There was Lou. He could tell a great joke and didn't seem like your typical "holy roller" Christian. Any moment, you expected him to pop the top on a six-pack or light up a smoke. He was that guy. 
There was Hope. She loved creating beautiful spaces, and she loved providing good food. She was a gifted connector, often working behind the scenes to bring people together over a good meal or a fun event. 
There was Neel. She was a good storyteller and teacher, able to make biblical truths practical and concrete. You just liked her and enjoyed listening to her. She made every week's teaching session personal and helpful. 
And there were Chris and Molly. They were married and loved people. They knew how to ask good questions, affirm people for whatever they said and speak truth out of their own life experiences. When they got particularly off-the-wall comments from those seeking or skeptical in the group, they would say, "That's very interesting," and then would ask, "What do others think?" 
Finally, there was Wes. He prayed for Cindy on Saturday night when the group got away together. He sensed the Spirit nudging him to pray for a past traumatic relationship with a boyfriend, and God ministered to Cindy in a very deep way. Her depression lifted, and she left looking radiant. 
The only person in the whole group who thought he might have the gift of evangelism was Wes. And even he felt he wasn't very good at it. God used this church community of people as the channel of the Holy Spirit to lead Cindy and Brock to faith in Jesus. 
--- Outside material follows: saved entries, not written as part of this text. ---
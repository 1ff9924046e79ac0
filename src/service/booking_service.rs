//! Reservation lifecycle: direct booking, slot availability, lookup,
//! checkout, and the admin approve/void/delete transitions.

use std::sync::Arc;

use chrono::{NaiveDate, Utc};
use rust_decimal::Decimal;

use super::persist_with_fresh_code;
use crate::domain::money;
use crate::domain::{
    BookingEvent, CustomerContact, EventBus, ItemKind, LineSnapshot, PaymentMethod,
    ReservationState, generate_reservation_code,
};
use crate::error::BookingError;
use crate::persistence::BookingRepo;
use crate::persistence::models::{
    BankAccount, Customer, NewReservation, NewReservationLine, Reservation, ReservationLine,
    SlotAvailability,
};

/// Outcome of an approval request.
#[derive(Debug, Clone, Copy, PartialEq, Eq)]
pub enum ApprovalOutcome {
    /// The reservation transitioned to APPROVED and notifications fired.
    Approved,
    /// The reservation was already approved; nothing changed and no
    /// notification fired (the `confirmed_at` idempotency guard).
    AlreadyApproved,
}

/// A reservation with its immutable line snapshots.
#[derive(Debug, Clone)]
pub struct ReservationDetail {
    /// The reservation row.
    pub reservation: Reservation,
    /// Its line snapshots in insertion order.
    pub lines: Vec<ReservationLine>,
}

/// Checkout result: the stored method plus bank details for transfers.
#[derive(Debug, Clone)]
pub struct CheckoutSummary {
    /// Method now on the reservation.
    pub method: PaymentMethod,
    /// Current reservation state string.
    pub state: String,
    /// Active bank accounts; populated only for transfers.
    pub bank_accounts: Vec<BankAccount>,
}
Praying for and Enjoying Spiritual Conversations with Friends in Your Life

When we realize all of who Jesus is and all that He's done for us, much like other exciting events and people we experience in life, we want to share about Him with our friends, but don't know where to begin.

| 1 | Prayer: Taking one minute to pray and ask God who are two friends that He wants you to be open to talking to and how you might continue to pray for them and grow your friendship.
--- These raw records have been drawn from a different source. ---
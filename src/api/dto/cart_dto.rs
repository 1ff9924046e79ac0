//! Cart DTOs for add, view, and confirm operations.

use chrono::NaiveDate;
use rust_decimal::Decimal;
use serde::{Deserialize, Serialize};
use utoipa::ToSchema;

use crate::domain::money;
use crate::persistence::models::CartLine;
use crate::service::cart_service::CartView;

/// Request body for `POST /cart/items`.
#[derive(Debug, Deserialize, ToSchema)]
pub struct AddCartItemRequest {
    /// Customer adding the item.
    pub customer_id: i64,
    /// Item kind: `"service"`, `"bundle"`, or `"promotion"`.
    pub kind: String,
    /// Catalog item id.
    pub item_id: i64,
    /// Units to add. Defaults to 1.
    #[serde(default = "default_quantity")]
    pub quantity: i32,
}

fn default_quantity() -> i32 {
    1
}

/// One cart line in API responses.
#[derive(Debug, Serialize, ToSchema)]
pub struct CartLineDto {
    /// Line id.
    pub id: i64,
    /// Item kind string.
    pub kind: String,
    /// Item name at read time.
    pub item_name: String,
    /// Units in the cart.
    pub quantity: i32,
    /// Captured unit price.
    pub unit_price: Decimal,
    /// `unit_price × quantity`.
    pub line_subtotal: Decimal,
}

impl From<&CartLine> for CartLineDto {
    fn from(line: &CartLine) -> Self {
        Self {
            id: line.id,
            kind: line.kind().as_str().to_string(),
            item_name: line.item_name.clone(),
            quantity: line.quantity,
            unit_price: line.unit_price,
            line_subtotal: money::line_subtotal(line.unit_price, line.quantity),
        }
    }
}

/// Response body for `GET /cart`.
#[derive(Debug, Serialize, ToSchema)]
pub struct CartViewResponse {
    /// Lines in insertion order.
    pub lines: Vec<CartLineDto>,
    /// Pre-tax sum.
    pub subtotal: Decimal,
    /// Tax preview.
    pub tax: Decimal,
    /// Total preview.
    pub total: Decimal,
}

impl From<CartView> for CartViewResponse {
    fn from(view: CartView) -> Self {
        Self {
            lines: view.lines.iter().map(CartLineDto::from).collect(),
            subtotal: view.totals.subtotal,
            tax: view.totals.tax,
            total: view.totals.total,
        }
    }
}

/// Request body for `POST /cart/confirm`.
#[derive(Debug, Deserialize, ToSchema)]
pub struct ConfirmCartRequest {
    /// Customer whose cart is being confirmed.
    pub customer_id: i64,
    /// Requested event date (`YYYY-MM-DD`).
    pub event_date: NaiveDate,
    /// Delivery address for the event.
    pub event_address: String,
    /// Optional free-form notes.
    #[serde(default)]
    pub special_notes: Option<String>,
}

/// Response body for `POST /cart/confirm` (201 Created).
#[derive(Debug, Serialize, ToSchema)]
pub struct ConfirmCartResponse {
    /// New reservation id.
    pub reservation_id: i64,
    /// Public reservation code.
    pub code: String,
}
Consideration: Ask Jesus to help you pray each day for these two friends.

For an example of how to step into the spiritual conversations God gives you with friends, Intervarsity provides helpful considerations and questions as you walk with others and consider where God may be leading them next:

| 2 | Curiosity: When a friend has some questions about faith, but it's not personal for them.

Consideration: Ask introductory questions about views of God and spirituality. No defenses or debates, just thoughtful inquiry.

| 3 | Open: When a friend becomes aware of their emotional and spiritual needs and wonders if there is a God who can meet their spiritual needs.

Consideration: Ask how they might want to grow spiritually and how God might help their growth. Offer to pray with them for this growth.

| 4 | Seeking: When a friend is open to exploring Jesus but are not sure how to seek Jesus for answers.

Consideration: Help them focus in their journey and ask something like: "If you could ask Jesus one honest question that would help you trust Him, what would you ask?"

| 5 | Follower: When a friend has been looking into Jesus, who He is, what He promised, etc., and is considering becoming a follower of Him.

Consideration: Ask: "Can I share with you how someone becomes a follower of Jesus?" Share the Good News that God, through Jesus' life, death, and resurrection, is restoring everything sin ruined, and invite your friend to put their trust in Jesus to begin following Him.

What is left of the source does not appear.